[BreachExchange] Samsung spilled SmartThings app source code and secret keys

[Destry Winant]

https://techcrunch.com/2019/05/08/samsung-source-code-leak/

A development lab used by Samsung engineers was leaking highly
sensitive source code, credentials and secret keys for several
internal projects — including its SmartThings  platform, a security
researcher found.

The electronics giant left dozens of internal coding projects on a
GitLab  instance hosted on a Samsung-owned domain, Vandev Lab.
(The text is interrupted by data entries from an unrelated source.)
#[cfg(test)]
mod tests {
    use super::*;
    use crevasse_core::{CellType, Velocity};

    struct Fields {
        velocity: Array2D<Velocity>,
        thickness: Scalar,
        cell_type: Array2D<CellType>,
        bc_mask: Scalar,
        hardness: Scalar,
        strain: Array2D<PrincipalStrainRates>,
        stress: Array2D<DeviatoricStress>,
    }

    impl Fields {
        fn shelf(grid: &Grid2D) -> Self {
            Self {
                velocity: Array2D::new(grid),
                thickness: Scalar::filled(grid, 300.0),
                cell_type: Array2D::filled(grid, CellType::FloatingIce),
                bc_mask: Scalar::new(grid),
                hardness: Scalar::filled(grid, 1.0e8),
                strain: Array2D::filled(grid, PrincipalStrainRates::new(1.0e-9, 0.0)),
                stress: Array2D::new(grid),
            }
        }

        fn inputs(&self) -> StepInputs<'_> {
            StepInputs {
                flow: FlowInputs {
                    velocity: &self.velocity,
                    thickness: &self.thickness,
                    cell_type: &self.cell_type,
                    bc_mask: &self.bc_mask,
                    hardness: &self.hardness,
                },
                strain_rates: &self.strain,
                stresses: &self.stress,
            }
        }
    }

    fn grid() -> Grid2D {
        Grid2D::new(5, 4, 1.0e3, 1.0e3).unwrap()
    }

    #[derive(Debug)]
    struct BadLaw;

    impl FlowLaw for BadLaw {
        fn name(&self) -> &str {
            "bad"
        }
        fn exponent(&self) -> f64 {
            0.0
        }
    }

    #[test]
    fn builder_validates() {
        let bad = FractureConfig {
            boundary_value: 2.0,
            ..FractureConfig::default()
        };
        assert!(matches!(
            FractureDensity::builder(grid()).config(bad).build(),
            Err(FractureError::Config(_))
        ));
        assert!(matches!(
            FractureDensity::builder(grid()).flow_law(Arc::new(BadLaw)).build(),
            Err(FractureError::InvalidExponent { .. })
        ));
        let model = FractureDensity::builder(grid()).build().unwrap();
        assert_eq!(model.flow_law().exponent(), 3.0);
    }

    #[test]
    fn new_model_is_intact() {
        let model = FractureDensity::new(grid());
        assert_eq!(model.generation(), Generation(0));
        assert_eq!(model.density().max_interior(), Some(0.0));
        assert!(model.flow_enhancement().interior().all(|e| e == 1.0));
    }

    #[test]
    fn invalid_dt_leaves_state_untouched() {
        let g = grid();
        let mut model = FractureDensity::new(g);
        let f = Fields::shelf(&g);
        for dt in [-1.0, f64::NAN, f64::INFINITY] {
            assert!(matches!(
                model.update(dt, &f.inputs()),
                Err(FractureError::InvalidTimeStep { .. })
            ));
        }
        assert_eq!(model.generation(), Generation(0));
    }

    #[test]
    fn input_shape_mismatch_is_named() {
        let g = grid();
        let mut model = FractureDensity::new(g);
        let mut f = Fields::shelf(&g);
        f.hardness = Scalar::new(&Grid2D::new(3, 3, 1.0, 1.0).unwrap());
        match model.update(1.0, &f.inputs()) {
            Err(FractureError::InputShape { name, expected, actual }) => {
                assert_eq!(name, "hardness");
                assert_eq!(expected, (5, 4));
                assert_eq!(actual, (3, 3));
            }
            other => panic!("unexpected {other:?}"),
        }
        assert_eq!(model.generation(), Generation(0));
    }

    #[test]
    fn update_publishes_next_generation() {
        let g = grid();
        let mut model = FractureDensity::new(g);
        let mut f = Fields::shelf(&g);
        f.stress = Array2D::filled(&g, DeviatoricStress::new(1.0e5, 0.0, 0.0));
        let report = model.update(1.0e7, &f.inputs()).unwrap();
        assert_eq!(report.generation, Generation(1));
        assert_eq!(model.generation(), Generation(1));
        // 3 × 2 interior cells away from the outer ring.
        assert_eq!(report.initiated_cells, 6);
        assert_eq!(report.degenerate_cells, 0);
        let d = model.density().at(2, 2);
        assert!((d - 1.0e-9 * 1.0e7).abs() < 1e-12);
        assert_eq!(report.max_density, d);
        assert_eq!(model.density().at(0, 2), 0.0);
        assert_eq!(model.toughness().at(2, 2), 1.0e5);
    }

    #[test]
    fn initialize_from_clips_out_of_range_values() {
        let g = grid();
        let mut model = FractureDensity::new(g);
        let density = Scalar::from_fn(&g, |i, _| i as f64 - 1.0);
        let age = Scalar::filled(&g, f64::NAN);
        model.initialize_from(&density, &age).unwrap();
        assert_eq!(model.density().at(0, 0), 0.0);
        assert_eq!(model.density().at(1, 0), 0.0);
        assert_eq!(model.density().at(2, 0), 1.0);
        assert_eq!(model.density().at(4, 0), 1.0);
        assert!(model.age().interior().all(|a| a == 0.0));
        assert_eq!(model.generation(), Generation(1));

        model.initialize().unwrap();
        assert_eq!(model.density().max_interior(), Some(0.0));
        assert_eq!(model.generation(), Generation(2));
    }

    struct WarnCounter(Arc<std::sync::atomic::AtomicUsize>);

    impl<S: tracing::Subscriber> tracing_subscriber::Layer<S> for WarnCounter {
        fn on_event(
            &self,
            event: &tracing::Event<'_>,
            _ctx: tracing_subscriber::layer::Context<'_, S>,
        ) {
            if *event.metadata().level() == tracing::Level::WARN {
                self.0.fetch_add(1, std::sync::atomic::Ordering::Relaxed);
            }
        }
    }

    #[test]
    fn conflicting_criteria_warn_once_per_install() {
        use tracing_subscriber::layer::SubscriberExt;

        let warnings = Arc::new(std::sync::atomic::AtomicUsize::new(0));
        let subscriber = tracing_subscriber::registry().with(WarnCounter(warnings.clone()));
        tracing::subscriber::with_default(subscriber, || {
            let g = grid();
            let both = FractureConfig {
                lefm: true,
                max_shear_stress: true,
                ..FractureConfig::default()
            };
            let mut model = FractureDensity::builder(g).config(both.clone()).build().unwrap();
            let f = Fields::shelf(&g);
            for _ in 0..4 {
                model.update(1.0, &f.inputs()).unwrap();
            }
            assert_eq!(warnings.load(std::sync::atomic::Ordering::Relaxed), 1);

            model.set_config(both).unwrap();
            model.update(1.0, &f.inputs()).unwrap();
            assert_eq!(warnings.load(std::sync::atomic::Ordering::Relaxed), 2);

            model.set_config(FractureConfig::default()).unwrap();
            assert_eq!(warnings.load(std::sync::atomic::Ordering::Relaxed), 2);
        });
    }

    #[test]
    fn loaded_state_seeds_the_next_step() {
        let g = grid();
        let mut model = FractureDensity::new(g);
        let f = Fields::shelf(&g);
        model.update(1.0, &f.inputs()).unwrap();
        model
            .initialize_from(&Scalar::filled(&g, 0.25), &Scalar::new(&g))
            .unwrap();
        assert_eq!(model.generation(), Generation(2));
        // dt = 0 keeps the loaded interior value.
        model.update(0.0, &f.inputs()).unwrap();
        assert_eq!(model.density().at(2, 2), 0.25);
        assert_eq!(model.generation(), Generation(3));
    }

    #[test]
    fn diagnostics_are_ordered() {
        let model = FractureDensity::new(grid());
        let names: Vec<_> = model.diagnostics().keys().copied().collect();
        let expected: Vec<_> = fields::diagnostics().into_iter().map(|d| d.name).collect();
        assert_eq!(names, expected);
    }
}
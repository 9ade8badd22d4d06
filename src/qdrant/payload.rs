//! Helpers for constructing chunk identifiers and Qdrant payloads.

use serde_json::{Map, Value};
use sha2::{Digest, Sha256};
use time::OffsetDateTime;
use uuid::Uuid;

/// Logical chunk identifier: document id and ordinal, concatenated.
pub fn chunk_id(document_id: &str, chunk_index: usize) -> String {
    format!("{document_id}_chunk_{chunk_index}")
}

/// Deterministic point UUID derived from a logical chunk id.
///
/// Qdrant point ids must be UUIDs; deriving them from the chunk id makes
/// re-ingestion of a document overwrite its prior points in place.
pub fn point_uuid(chunk_id: &str) -> String {
    Uuid::new_v5(&Uuid::NAMESPACE_OID, chunk_id.as_bytes()).to_string()
}

/// Build the payload object stored alongside each indexed chunk.
///
/// Caller-supplied metadata is merged first; the reserved fields are written
/// afterwards so callers can never shadow them.
#[allow(clippy::too_many_arguments)]
pub fn build_chunk_payload(
    document_id: &str,
    filename: &str,
    chunk_index: usize,
    total_chunks: usize,
    text: &str,
    status: &str,
    timestamp_rfc3339: &str,
    extra: &Map<String, Value>,
) -> Map<String, Value> {
    let mut payload = Map::new();

    for (key, value) in extra {
        payload.insert(key.clone(), value.clone());
    }

    payload.insert(
        "chunk_id".into(),
        Value::String(chunk_id(document_id, chunk_index)),
    );
    payload.insert(
        "document_id".into(),
        Value::String(document_id.to_string()),
    );
    payload.insert("filename".into(), Value::String(filename.to_string()));
    payload.insert("chunk_index".into(), Value::from(chunk_index));
    payload.insert("total_chunks".into(), Value::from(total_chunks));
    payload.insert("text".into(), Value::String(text.to_string()));
    payload.insert("chunk_hash".into(), Value::String(compute_chunk_hash(text)));
    payload.insert("status".into(), Value::String(status.to_string()));
    payload.insert(
        "timestamp".into(),
        Value::String(timestamp_rfc3339.to_string()),
    );

    payload
}

/// Compute a deterministic SHA-256 hash for the chunk text.
pub fn compute_chunk_hash(text: &str) -> String {
    let mut hasher = Sha256::new();
    hasher.update(text.as_bytes());
    let digest = hasher.finalize();
    hex::encode(digest)
}

/// Current timestamp formatted for payload storage.
pub(crate) fn current_timestamp_rfc3339() -> String {
    OffsetDateTime::now_utc()
        .format(&time::format_description::well_known::Rfc3339)
        .unwrap_or_else(|_| "1970-01-01T00:00:00Z".to_string())
}

#[cfg(test)]
mod tests {
    use super::*;
    use serde_json::json;

    #[test]
    fn chunk_ids_concatenate_document_and_ordinal() {
        assert_eq!(chunk_id("doc-9", 4), "doc-9_chunk_4");
    }

    #[test]
    fn point_uuid_is_stable_and_namespaced() {
        let a = point_uuid("doc-9_chunk_4");
        let b = point_uuid("doc-9_chunk_4");
        let other = point_uuid("doc-9_chunk_5");
        assert_eq!(a, b);
        assert_ne!(a, other);
        assert!(Uuid::parse_str(&a).is_ok());
    }

    #[test]
    fn chunk_hash_is_stable() {
        let text = "Hello world";
        let h1 = compute_chunk_hash(text);
        let h2 = compute_chunk_hash(text);
        assert_eq!(h1, h2);
        assert!(!h1.is_empty());
    }

    #[test]
    fn timestamp_is_rfc3339_like() {
        let ts = current_timestamp_rfc3339();
        assert!(ts.contains('T') && ts.ends_with('Z'));
    }

    #[test]
    fn payload_carries_reserved_fields_and_text() {
        let payload = build_chunk_payload(
            "doc-1",
            "report.pdf",
            2,
            5,
            "sample text",
            "completed",
            "2025-01-01T00:00:00Z",
            &Map::new(),
        );
        assert_eq!(payload["chunk_id"], "doc-1_chunk_2");
        assert_eq!(payload["document_id"], "doc-1");
        assert_eq!(payload["filename"], "report.pdf");
        assert_eq!(payload["chunk_index"], 2);
        assert_eq!(payload["total_chunks"], 5);
        assert_eq!(payload["text"], "sample text");
        assert_eq!(payload["status"], "completed");
        assert_eq!(payload["timestamp"], "2025-01-01T00:00:00Z");
        assert_eq!(payload["chunk_hash"], compute_chunk_hash("sample text"));
    }

    #[test]
    fn caller_metadata_merges_without_shadowing_reserved_keys() {
        let mut extra = Map::new();
        extra.insert("department".into(), json!("finance"));
        extra.insert("document_id".into(), json!("spoofed"));

        let payload = build_chunk_payload(
            "doc-1",
            "report.pdf",
            0,
            1,
            "text",
            "completed",
            "2025-01-01T00:00:00Z",
            &extra,
        );
        assert_eq!(payload["department"], "finance");
        assert_eq!(payload["document_id"], "doc-1");
    }
}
The
instance, used by staff to share and contribute code to various
Samsung apps, services and projects, was spilling data because the
projects were set to “public” and not properly protected with a
password, allowing anyone to look inside at each project, access and
download the source code.

Mossab Hussein, a security researcher at Dubai-based cybersecurity
firm SpiderSilk who discovered the exposed files, said one project
contained credentials that allowed access to the entire AWS account
that was being used, including more than 100 S3 storage buckets that
contained logs and analytics data.

Many of the folders, he said, contained logs and analytics data for
Samsung’s SmartThings and Bixby services, but also several employees’
exposed private GitLab tokens stored in plaintext, which allowed him
to gain additional access from 42 public projects to 135 projects,
including many private projects.

Samsung told him some of the files were for testing but Hussein
challenged the claim, saying source code found in the GitLab
repository contained the same code as the Android  app, published in
Google Play on April 10.

The app, which has since been updated, has more than 100 million
installs to date.

“I had the private token of a user who had full access to all 135
projects on that GitLab,” he said, which could have allowed him to
make code changes using a staffer’s own account.

Hussein shared several screenshots and a video of his findings for
TechCrunch to examine and verify.

The exposed GitLab instance also contained private certificates for
Samsung’s SmartThings’ iOS and Android apps.

Hussein also found several internal documents and slideshows among the
exposed files.

“The real threat lies in the possibility of someone acquiring this
level of access to the application source code, and injecting it with
malicious code without the company knowing,” he said.

Through exposed private keys and tokens, Hussein documented a vast
amount of access that if obtained by a malicious actor could have been
“disastrous,” he said.

Hussein, a white-hat hacker and data breach discoverer, reported the
findings to Samsung on April 10. In the days following, Samsung began
revoking the AWS credentials, but it’s not known if the remaining
secret keys and certificates were revoked.

Samsung still hasn’t closed the case on Hussein’s vulnerability
report, close to a month after he first disclosed the issue.

“Recently, an individual security researcher reported a vulnerability
through our security rewards program regarding one of our testing
platforms,” Samsung spokesperson Zach Dugan told TechCrunch when
reached prior to publication. “We quickly revoked all keys and
certificates for the reported testing platform and while we have yet
to find evidence that any external access occurred, we are currently
investigating this further.”

Hussein said Samsung took until April 30 to revoke the GitLab private
keys. Samsung also declined to answer specific questions we had and
provided no evidence that the Samsung-owned development environment
was for testing.

Hussein is no stranger to reporting security vulnerabilities. He
recently disclosed a vulnerable back-end database at Blind, an
anonymous social networking site popular among Silicon Valley
employees — and found a server leaking a rolling list of user
passwords for scientific journal giant Elsevier.

Samsung’s data leak, he said, was his biggest find to date.

“I haven’t seen a company this big handle their infrastructure using
weird practices like that,” he said.